- Artist: James McNeill Whistler
- Year: 1861–1863
- Medium: Oil on canvas
- Dimensions: 215 cm × 108 cm (84.5 in × 42.5 in)
- Location: National Gallery of Art, Washington, D.C.;

= Symphony in White, No. 1: The White Girl =

Painting by James McNeill Whistler

Symphony in White, No. 1, also known as The White Girl, is a painting by James McNeill Whistler. The work shows a woman in full figure standing on a wolf skin in front of a beige curtain with a lily in her hand. The colour scheme of the painting is almost entirely white. The model is Joanna Hiffernan, the artist's mistress. Though the painting was originally called The White Girl, Whistler later started calling it Symphony in White, No. 1. By referring to his work in such abstract terms, he intended to emphasize his "art for art's sake" philosophy.

Whistler created the painting in the winter of 1861–62, though he later returned to it and made alterations. It was rejected both at the Royal Academy and at the Salon in Paris, but eventually accepted at the Salon des Refusés in 1863. This exhibition also featured Édouard Manet's famous Déjeuner sur l'herbe, and together the two works drew much attention. The White Girl shows clearly the influence of the Pre-Raphaelite Brotherhood, with whom Whistler had recently come in contact. The painting has been interpreted by later art critics both as an allegory of innocence and its loss, and as a religious allusion to the Virgin Mary.

==Artist and model==
James Abbott McNeill Whistler was born in the United States in 1834, the son of George Washington Whistler, a railway engineer. In 1843, his father relocated the family to Saint Petersburg, Russia, where James received training in painting. After a stay in England, he returned to America to attend the US Military Academy at West Point in 1851. In 1855, he made his way back to Europe, determined to dedicate himself to painting. He settled in Paris at first, but in 1859 moved to London, where he would spend most of the remainder of his life. There he met Dante Gabriel Rossetti and other members of the Pre-Raphaelite Brotherhood, who would have a profound influence on Whistler.

It was also in London that Whistler met Joanna Heffernan, the model who would become his lover. Their relationship has been referred to as a "marriage without benefit of clergy." By 1861, Whistler had already used her as a model for another painting. Wapping, named after Wapping in London where Whistler lived, was begun in 1860, though not finished until 1864. It shows a woman and two men on a balcony overlooking the river. According to Whistler himself, the woman – portrayed by Heffernan – was a prostitute. Heffernan supposedly had a strong influence over Whistler; his brother-in-law Francis Seymour Haden refused a dinner invitation in the winter of 1863–64 due to her dominant presence in the household.

==Creation and reception==
Whistler started working on The White Girl shortly after December 3, 1861, with the intention of submitting it to the prestigious annual exhibition of the Royal Academy. In spite of bouts of illness, he had finished the painting by April.
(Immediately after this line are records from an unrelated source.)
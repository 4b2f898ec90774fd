use tracing::debug;

use crate::config::{ArgName, ArgValue, RawArguments};
use crate::errors::{OdisfError, Result};
use crate::params::SamplingStrategy;
use crate::traits::SuperpixelHandle;

/// Applies the optional algorithm parameters found in `args` to `handle`.
///
/// Each field is set at most once. All parameters are parsed before the
/// first setter runs, so a rejected parameter leaves the handle untouched.
pub fn apply_configuration<H: SuperpixelHandle>(
    args: &RawArguments,
    handle: &mut H,
) -> Result<()> {
    let diagonal = !args.exists(ArgName::NoDiagAdj);
    let n0 = seed_count(args, ArgName::N0, "no initial number of seeds was given")?;
    let nf = seed_count(args, ArgName::Nf, "no desired quantity of superpixels was given")?;
    let sampling = sampling_strategy(args)?;

    handle.use_diagonal_adjacency(diagonal);
    if let Some(n0) = n0 {
        handle.set_initial_seeds(n0);
    }
    if let Some(nf) = nf {
        handle.set_final_superpixels(nf);
    }
    if let Some(strategy) = sampling {
        handle.set_sampling(strategy);
    }

    debug!(config = ?handle.config(), "segmentation configured");
    Ok(())
}

/// Non-numeric values are rejected; the range is left to the engine.
fn seed_count(args: &RawArguments, name: ArgName, what: &'static str) -> Result<Option<i32>> {
    match args.value(name) {
        ArgValue::Absent => Ok(None),
        ArgValue::Empty => Err(OdisfError::MissingInput { option: name, what }),
        ArgValue::Given(value) => value
            .trim()
            .parse::<i32>()
            .map(Some)
            .map_err(|e| OdisfError::InvalidValue {
                option: name,
                reason: format!("{:?} is not an integer ({})", value, e),
            }),
    }
}

fn sampling_strategy(args: &RawArguments) -> Result<Option<SamplingStrategy>> {
    match args.value(ArgName::SamplOp) {
        ArgValue::Absent => Ok(None),
        ArgValue::Empty => Err(OdisfError::MissingInput {
            option: ArgName::SamplOp,
            what: "no sampling algorithm was given",
        }),
        ArgValue::Given(token) => match SamplingStrategy::from_token(token) {
            Some(strategy) => Ok(Some(strategy)),
            None => Err(OdisfError::UnsupportedOption {
                option: ArgName::SamplOp,
                value: token.to_string(),
                expected: SamplingStrategy::TOKENS,
            }),
        },
    }
}
/// Seed sampling strategy used to place the initial seeds.
#[derive(Debug, Clone, Copy, PartialEq, Eq, Default)]
pub enum SamplingStrategy {
    #[default]
    Grid,
    Random,
}

impl SamplingStrategy {
    /// Tokens accepted on the command line, in the order they are listed to users.
    pub const TOKENS: &'static str = "grid, rnd";

    /// Exact, case-sensitive token lookup.
    pub fn from_token(token: &str) -> Option<Self> {
        match token {
            "grid" => Some(Self::Grid),
            "rnd" => Some(Self::Random),
            _ => None,
        }
    }
}

pub const DEFAULT_INITIAL_SEEDS: i32 = 8000;
pub const DEFAULT_FINAL_SUPERPIXELS: i32 = 200;

/// Parameters of a segmentation run.
///
/// Seed counts are stored as given; their range is checked by the engine
/// when the run starts.
#[derive(Debug, Clone, Copy, PartialEq, Eq)]
pub struct OdisfConfig {
    pub use_diagonal_adjacency: bool,
    pub initial_seeds: i32,
    pub final_superpixels: i32,
    pub sampling: SamplingStrategy,
}

impl Default for OdisfConfig {
    fn default() -> Self {
        Self {
            use_diagonal_adjacency: true,
            initial_seeds: DEFAULT_INITIAL_SEEDS,
            final_superpixels: DEFAULT_FINAL_SUPERPIXELS,
            sampling: SamplingStrategy::Grid,
        }
    }
}

#[cfg(test)]
mod tests {
    use super::*;

    #[test]
    fn test_defaults() {
        let config = OdisfConfig::default();
        assert!(config.use_diagonal_adjacency);
        assert_eq!(config.initial_seeds, 8000);
        assert_eq!(config.final_superpixels, 200);
        assert_eq!(config.sampling, SamplingStrategy::Grid);
    }

    #[test]
    fn test_sampling_tokens() {
        assert_eq!(SamplingStrategy::from_token("grid"), Some(SamplingStrategy::Grid));
        assert_eq!(SamplingStrategy::from_token("rnd"), Some(SamplingStrategy::Random));
        assert_eq!(SamplingStrategy::from_token("GRID"), None);
        assert_eq!(SamplingStrategy::from_token("random"), None);
    }
}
In a letter to George du Maurier in early 1862, he described it as:

Édouard Manet's Le Déjeuner sur l'herbe caused a stir at the 1863 Salon des Refusés, but the attention given to Whistler's White Girl was even greater.

...a woman in a beautiful white cambric dress, standing against a window which filters the light through a transparent white muslin curtain – but the figure receives a strong light from the right and therefore the picture, barring the red hair, is one gorgeous mass of brilliant white.
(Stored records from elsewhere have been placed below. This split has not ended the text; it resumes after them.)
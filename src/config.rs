use std::fmt;

use clap::{CommandFactory, Parser};

/// Command-line options as typed by the user.
///
/// Value-carrying options are kept loosely typed: each one is absent,
/// present without a value, or present with a value. Turning them into
/// images and algorithm settings is the job of the resolver and builder.
#[derive(Parser, Debug, Clone, Default)]
#[command(
    version,
    about,
    long_about = None,
    disable_help_flag = true,
    args_override_self = true
)]
pub struct RawArguments {
    /// Input 2D image
    #[arg(long, value_name = "PATH", num_args = 0..=1)]
    img: Option<Option<String>>,

    /// Output 2D label image
    #[arg(long, value_name = "PATH", num_args = 0..=1)]
    out: Option<Option<String>>,

    /// Mask image indicating the region of interest
    #[arg(long, value_name = "PATH", num_args = 0..=1)]
    mask: Option<Option<String>>,

    /// Grayscale object saliency map
    #[arg(long, value_name = "PATH", num_args = 0..=1)]
    objsm: Option<Option<String>>,

    /// Disable search scope to consider 8-adjacency
    #[arg(long = "no-diag-adj")]
    no_diag_adj: bool,

    /// Desired initial number of seeds. Default: 8000
    #[arg(long, value_name = "N", num_args = 0..=1, allow_negative_numbers = true)]
    n0: Option<Option<String>>,

    /// Desired final number of superpixels. Default: 200
    #[arg(long, value_name = "N", num_args = 0..=1, allow_negative_numbers = true)]
    nf: Option<Option<String>>,

    /// Seed sampling algorithm. Options: grid, rnd. Default: grid
    #[arg(long = "sampl-op", value_name = "OP", num_args = 0..=1)]
    sampl_op: Option<Option<String>>,

    /// Prints this message
    #[arg(long)]
    help: bool,
}

/// Names of the options understood by [`RawArguments`].
#[derive(Debug, Clone, Copy, PartialEq, Eq)]
pub enum ArgName {
    Img,
    Out,
    Mask,
    Objsm,
    NoDiagAdj,
    N0,
    Nf,
    SamplOp,
    Help,
}

impl ArgName {
    pub const fn as_str(self) -> &'static str {
        match self {
            Self::Img => "img",
            Self::Out => "out",
            Self::Mask => "mask",
            Self::Objsm => "objsm",
            Self::NoDiagAdj => "no-diag-adj",
            Self::N0 => "n0",
            Self::Nf => "nf",
            Self::SamplOp => "sampl-op",
            Self::Help => "help",
        }
    }
}

impl fmt::Display for ArgName {
    fn fmt(&self, f: &mut fmt::Formatter<'_>) -> fmt::Result {
        write!(f, "--{}", self.as_str())
    }
}

/// The three observable states of an option.
#[derive(Debug, Clone, Copy, PartialEq, Eq)]
pub enum ArgValue<'a> {
    Absent,
    /// The option was given, but without a value (or with an empty one).
    Empty,
    Given(&'a str),
}

impl<'a> ArgValue<'a> {
    fn from_slot(slot: &'a Option<Option<String>>) -> Self {
        match slot {
            None => Self::Absent,
            Some(None) => Self::Empty,
            Some(Some(value)) if value.is_empty() => Self::Empty,
            Some(Some(value)) => Self::Given(value.as_str()),
        }
    }

    fn from_flag(set: bool) -> Self {
        if set {
            Self::Empty
        } else {
            Self::Absent
        }
    }

    pub const fn is_present(&self) -> bool {
        !matches!(self, Self::Absent)
    }
}

impl RawArguments {
    pub fn value(&self, name: ArgName) -> ArgValue<'_> {
        match name {
            ArgName::Img => ArgValue::from_slot(&self.img),
            ArgName::Out => ArgValue::from_slot(&self.out),
            ArgName::Mask => ArgValue::from_slot(&self.mask),
            ArgName::Objsm => ArgValue::from_slot(&self.objsm),
            ArgName::NoDiagAdj => ArgValue::from_flag(self.no_diag_adj),
            ArgName::N0 => ArgValue::from_slot(&self.n0),
            ArgName::Nf => ArgValue::from_slot(&self.nf),
            ArgName::SamplOp => ArgValue::from_slot(&self.sampl_op),
            ArgName::Help => ArgValue::from_flag(self.help),
        }
    }

    pub fn exists(&self, name: ArgName) -> bool {
        self.value(name).is_present()
    }

    pub const fn help_requested(&self) -> bool {
        self.help
    }

    /// Usage text listing every option.
    pub fn usage() -> String {
        let mut command = Self::command();
        command.render_help().to_string()
    }
}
The portrait was created as a simple study in white; however, others saw it differently. The critic Jules-Antoine Castagnary thought the painting an allegory of a new bride's lost innocence. Others linked it to Wilkie Collins's The Woman in White, a popular novel of the time, or various other literary sources. In the painting, Hiffernan holds a lily in her left hand and stands upon a wolf skin rug (interpreted by some to represent masculinity and lust) with the wolf's head staring menacingly at the viewer.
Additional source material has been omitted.